Water based deodorant is applied to floor surfaces using either a general smoke odor counteractant (with an additional deodorizer if necessary) for natural and synthetic fire sources or a citrus solvent based odor counteractant for protein fire sources. This is performed with a compression sprayer. The purpose of this step is to counteract odorous gasses at the floor level and prevent them from becoming air borne.

Granulated Deodorant

Additionally, introduction of a time-release granulated deodorant is applied to the same floor surfaces. These granules, as well as oils, gels or solids impregnated with fragrances that prolong the evaporation of deodorant vapors are classified as masking agents.

This step immediately releases odor counteractants into the area, helping to reduce the intensity of smoke odors. When using this material, special care should be used. Do not place it onto painted or varnished finishes. Care should be exercised not to apply the granules directly onto finished hardwood floors or any other surface, such as marble or stone that may scratch.

Thermal Fogging

The final emergency deodorization procedure utilizes the application of an odor counteractant spray or fog. The theory of thermal fogging is to recreate the conditions that exist during a fire.

A thermal fogger works by emitting a cloud of particles that are similar in composition to smoke particles. The thermal fog particles are designed to neutralize any smoke particles they come in contact with and can penetrate any surface that the smoke can.

Thermal fogging doesn’t take long, and by completion, the home will smell fresh once again. Odor counteractant vapors will continue to work throughout the fire damage restoration project.

Fire Odor Removal Steps

In addition to removing smoke residue, ridding your home of its smoky odor is necessary.

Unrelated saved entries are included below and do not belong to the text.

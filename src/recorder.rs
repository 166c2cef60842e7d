// SPDX-License-Identifier: MPL-2.0

use std::fmt::{Display, Formatter};

use anyhow::Result;
use chrono::{DateTime, Duration, Utc};

use crate::board::sync_task_completion;
use crate::model::{Entry, TaskId, UserId};
use crate::reconcile::{CommitPlan, Reconciler, SummaryGroup};
use crate::store::{Store, TaskFilter};

#[derive(Debug, Clone, Copy, PartialEq, Eq)]
pub enum Phase {
    Idle,
    Running {
        started_at: DateTime<Utc>,
    },
    AwaitingNote {
        started_at: DateTime<Utc>,
        stopped_at: DateTime<Utc>,
    },
}

/// What was saved, for showing back to the user.
#[derive(Debug, Clone, PartialEq)]
pub struct Summary {
    pub started_at: DateTime<Utc>,
    pub ended_at: DateTime<Utc>,
    pub duration_seconds: i64,
    pub note: String,
    pub groups: Vec<SummaryGroup>,
}

#[derive(Debug)]
pub enum CommitError {
    /// The timer hasn't been started and stopped yet.
    NotReady,
    /// The entry could not be saved.  Nothing was written and the session can
    /// be committed again.
    Entry(anyhow::Error),
    /// The entry was saved but linking or completing its tasks failed.  The
    /// entry stays saved and the session is over.
    Linkage { entry: Entry, source: anyhow::Error },
}

impl Display for CommitError {
    fn fmt(&self, f: &mut Formatter<'_>) -> std::fmt::Result {
        match self {
            CommitError::NotReady => write!(f, "the timer has not been stopped yet"),
            CommitError::Entry(err) => write!(f, "failed to save entry: {err}"),
            CommitError::Linkage { source, .. } => {
                write!(f, "saved entry but failed to link tasks: {source}")
            }
        }
    }
}

impl std::error::Error for CommitError {
    fn source(&self) -> Option<&(dyn std::error::Error + 'static)> {
        match self {
            CommitError::NotReady => None,
            CommitError::Entry(err) | CommitError::Linkage { source: err, .. } => {
                Some(err.as_ref())
            }
        }
    }
}

/// A focus timer for one user, moving from `Idle` to `Running` to
/// `AwaitingNote` and back to `Idle` once the session is saved or cancelled.
///
/// Instants are always handed in by the caller.  The elapsed time shown while
/// running is only for display: a saved entry always spans from the start
/// instant to the instant it was committed.
pub struct Recorder {
    owner: UserId,
    phase: Phase,
    note: String,
    reconciler: Reconciler,
}

impl Recorder {
    pub fn new(owner: UserId) -> Self {
        Self {
            owner,
            phase: Phase::Idle,
            note: String::new(),
            reconciler: Reconciler::default(),
        }
    }

    pub fn phase(&self) -> Phase {
        self.phase
    }

    pub fn note(&self) -> &str {
        &self.note
    }

    pub fn set_note(&mut self, note: impl Into<String>) {
        self.note = note.into();
    }

    pub fn reconciler(&self) -> &Reconciler {
        &self.reconciler
    }

    pub fn reconciler_mut(&mut self) -> &mut Reconciler {
        &mut self.reconciler
    }

    /// Loads the active tasks and all of their subtasks.  Any selection made
    /// so far is dropped.
    pub fn reload<S: Store + ?Sized>(&mut self, store: &mut S) -> Result<()> {
        let tasks = store.tasks(self.owner, TaskFilter::Active)?;
        let ids: Vec<TaskId> = tasks.iter().map(|task| task.id).collect();
        let subtasks = store.subtasks(self.owner, &ids)?;
        log::trace!(
            "Loaded {} active task(s) with {} subtask(s)",
            tasks.len(),
            subtasks.len()
        );
        self.reconciler = Reconciler::new(tasks, subtasks);
        Ok(())
    }

    pub fn start(&mut self, now: DateTime<Utc>) {
        if self.phase != Phase::Idle {
            log::debug!("Ignoring start while {:?}", self.phase);
            return;
        }
        self.phase = Phase::Running { started_at: now };
        self.note.clear();
        self.reconciler.clear_selection();
    }

    pub fn stop(&mut self, now: DateTime<Utc>) {
        let Phase::Running { started_at } = self.phase else {
            log::debug!("Ignoring stop while {:?}", self.phase);
            return;
        };
        self.phase = Phase::AwaitingNote {
            started_at,
            stopped_at: now,
        };
    }

    /// Drops the session without saving anything.
    pub fn cancel(&mut self) {
        if !matches!(self.phase, Phase::AwaitingNote { .. }) {
            log::debug!("Ignoring cancel while {:?}", self.phase);
            return;
        }
        self.reset();
    }

    /// Time to display: counting while running, frozen once stopped.
    pub fn elapsed(&self, now: DateTime<Utc>) -> Duration {
        match self.phase {
            Phase::Idle => Duration::zero(),
            Phase::Running { started_at } => (now - started_at).max(Duration::zero()),
            Phase::AwaitingNote {
                started_at,
                stopped_at,
            } => stopped_at - started_at,
        }
    }

    /// Saves the session as an entry ending at `now`, links and completes
    /// whatever was selected, then reloads the task list.
    pub fn commit<S: Store + ?Sized>(
        &mut self,
        store: &mut S,
        now: DateTime<Utc>,
    ) -> Result<Summary, CommitError> {
        let Phase::AwaitingNote { started_at, .. } = self.phase else {
            return Err(CommitError::NotReady);
        };

        let note = self.note.trim().to_string();
        let entry = store
            .insert_entry(self.owner, started_at, now, &note)
            .map_err(CommitError::Entry)?;
        log::debug!("Saved entry {:?}", entry.id);

        let plan = self.reconciler.commit(entry.id, now);
        let summary = Summary {
            started_at,
            ended_at: now,
            duration_seconds: entry.duration_seconds(),
            note,
            groups: self.reconciler.summary(),
        };

        let applied = apply_plan(store, self.owner, &plan);

        self.reset();
        if let Err(err) = self.reload(store) {
            log::warn!("Could not reload tasks after saving: {err:#}");
            if applied.is_ok() {
                self.reconciler.absorb(&plan);
            }
        }

        match applied {
            Ok(()) => Ok(summary),
            Err(source) => Err(CommitError::Linkage { entry, source }),
        }
    }

    fn reset(&mut self) {
        self.phase = Phase::Idle;
        self.note.clear();
        self.reconciler.clear_selection();
    }
}

fn apply_plan<S: Store + ?Sized>(store: &mut S, owner: UserId, plan: &CommitPlan) -> Result<()> {
    if !plan.links.is_empty() {
        store.insert_links(&plan.links)?;
    }
    if !plan.subtask_ids.is_empty() {
        store.set_subtask_completion(owner, &plan.subtask_ids, Some(plan.completed_at))?;
    }
    if !plan.task_ids.is_empty() {
        store.set_task_completion(owner, &plan.task_ids, Some(plan.completed_at))?;
    }
    for task_id in plan.touched_parents() {
        sync_task_completion(store, owner, task_id)?;
    }
    Ok(())
}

Professionals use this four-step process for fire odor removal:

• Remove the source of the odor, as soon as possible, including unsalvageable debris that contributes to odor generation and recontamination of cleaned and deodorized areas.
• Clean salvageable surfaces and items to physically remove odor causing smoke residue.
• Chase remaining odors with an odor counteractant. In the case of smoke, create a deodorizing fog or gas that seeks out and combines with odor causing substances.
• Seal salvageable surfaces that are inaccessible or slightly scorched, not only for aesthetic purposes, but primarily to encapsulate odor and prevent progressive recontamination.